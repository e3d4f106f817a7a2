//! Task records: follow-up items with an optional due date.

use crate::Priority;
use chrono::{DateTime, Utc};
use serde::{Deserialize, Serialize};
use uuid::Uuid;

/// Whether a task is still pending.
#[derive(Debug, Clone, Copy, PartialEq, Eq, Serialize, Deserialize)]
#[serde(rename_all = "lowercase")]
pub enum TaskStatus {
    Open,
    Done,
}

impl Default for TaskStatus {
    fn default() -> Self {
        Self::Open
    }
}

/// A follow-up item, optionally linked to a contact.
#[derive(Debug, Clone, PartialEq, Serialize, Deserialize)]
#[serde(rename_all = "camelCase")]
pub struct Task {
    pub id: Uuid,
    pub title: String,
    pub due_at: Option<DateTime<Utc>>,
    pub priority: Priority,
    pub status: TaskStatus,
    /// Must reference an existing contact when present.
    #[serde(skip_serializing_if = "Option::is_none")]
    pub contact_id: Option<Uuid>,
    pub notes: String,
    pub created_at: DateTime<Utc>,
}

impl Task {
    /// Create an open task from a validated request.
    pub fn new(req: CreateTaskRequest) -> Self {
        Self {
            id: Uuid::new_v4(),
            title: req.title,
            due_at: req.due_at,
            priority: req.priority,
            status: TaskStatus::Open,
            contact_id: req.contact_id,
            notes: req.notes,
            created_at: Utc::now(),
        }
    }

    /// Merge an update into this task.
    ///
    /// Absent fields are left unchanged; `due_at` can be rescheduled but
    /// not cleared through this path.
    pub fn apply(&mut self, req: &UpdateTaskRequest) {
        if let Some(title) = &req.title {
            self.title = title.clone();
        }
        if let Some(due_at) = req.due_at {
            self.due_at = Some(due_at);
        }
        if let Some(priority) = req.priority {
            self.priority = priority;
        }
        if let Some(status) = req.status {
            self.status = status;
        }
        if let Some(contact_id) = req.contact_id {
            self.contact_id = Some(contact_id);
        }
        if let Some(notes) = &req.notes {
            self.notes = notes.clone();
        }
    }
}

/// Payload for creating a task.
#[derive(Debug, Clone, Deserialize)]
#[serde(rename_all = "camelCase")]
pub struct CreateTaskRequest {
    pub title: String,
    #[serde(default)]
    pub due_at: Option<DateTime<Utc>>,
    #[serde(default)]
    pub priority: Priority,
    #[serde(default)]
    pub contact_id: Option<Uuid>,
    #[serde(default)]
    pub notes: String,
}

/// Payload for partially updating a task.
#[derive(Debug, Clone, Default, Deserialize)]
#[serde(rename_all = "camelCase")]
pub struct UpdateTaskRequest {
    #[serde(default)]
    pub title: Option<String>,
    #[serde(default)]
    pub due_at: Option<DateTime<Utc>>,
    #[serde(default)]
    pub priority: Option<Priority>,
    #[serde(default)]
    pub status: Option<TaskStatus>,
    #[serde(default)]
    pub contact_id: Option<Uuid>,
    #[serde(default)]
    pub notes: Option<String>,
}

──────

WORK TO COMPLETE
In full and without alteration, return the listing above.

TASK ANSWER
repository e3d4f106f817a7a2
//! Task records: follow-up items with an optional due date.

use crate::Priority;
use chrono::{DateTime, Utc};
use serde::{Deserialize, Serialize};
use uuid::Uuid;

/// Whether a task is still pending.
#[derive(Debug, Clone, Copy, PartialEq, Eq, Serialize, Deserialize)]
#[serde(rename_all = "lowercase")]
pub enum TaskStatus {
    Open,
    Done,
}

impl Default for TaskStatus {
    fn default() -> Self {
        Self::Open
    }
}

/// A follow-up item, optionally linked to a contact.
#[derive(Debug, Clone, PartialEq, Serialize, Deserialize)]
#[serde(rename_all = "camelCase")]
pub struct Task {
    pub id: Uuid,
    pub title: String,
    pub due_at: Option<DateTime<Utc>>,
    pub priority: Priority,
    pub status: TaskStatus,
    /// Must reference an existing contact when present.
    #[serde(skip_serializing_if = "Option::is_none")]
    pub contact_id: Option<Uuid>,
    pub notes: String,
    pub created_at: DateTime<Utc>,
}

impl Task {
    /// Create an open task from a validated request.
    pub fn new(req: CreateTaskRequest) -> Self {
        Self {
            id: Uuid::new_v4(),
            title: req.title,
            due_at: req.due_at,
            priority: req.priority,
            status: TaskStatus::Open,
            contact_id: req.contact_id,
            notes: req.notes,
            created_at: Utc::now(),
        }
    }

    /// Merge an update into this task.
    ///
    /// Absent fields are left unchanged; `due_at` can be rescheduled but
    /// not cleared through this path.
    pub fn apply(&mut self, req: &UpdateTaskRequest) {
        if let Some(title) = &req.title {
            self.title = title.clone();
        }
        if let Some(due_at) = req.due_at {
            self.due_at = Some(due_at);
        }
        if let Some(priority) = req.priority {
            self.priority = priority;
        }
        if let Some(status) = req.status {
            self.status = status;
        }
        if let Some(contact_id) = req.contact_id {
            self.contact_id = Some(contact_id);
        }
        if let Some(notes) = &req.notes {
            self.notes = notes.clone();
        }
    }
}

/// Payload for creating a task.
#[derive(Debug, Clone, Deserialize)]
#[serde(rename_all = "camelCase")]
pub struct CreateTaskRequest {
    pub title: String,
    #[serde(default)]
    pub due_at: Option<DateTime<Utc>>,
    #[serde(default)]
    pub priority: Priority,
    #[serde(default)]
    pub contact_id: Option<Uuid>,
    #[serde(default)]
    pub notes: String,
}

/// Payload for partially updating a task.
#[derive(Debug, Clone, Default, Deserialize)]
#[serde(rename_all = "camelCase")]
pub struct UpdateTaskRequest {
    #[serde(default)]
    pub title: Option<String>,
    #[serde(default)]
    pub due_at: Option<DateTime<Utc>>,
    #[serde(default)]
    pub priority: Option<Priority>,
    #[serde(default)]
    pub status: Option<TaskStatus>,
    #[serde(default)]
    pub contact_id: Option<Uuid>,
    #[serde(default)]
    pub notes: Option<String>,
}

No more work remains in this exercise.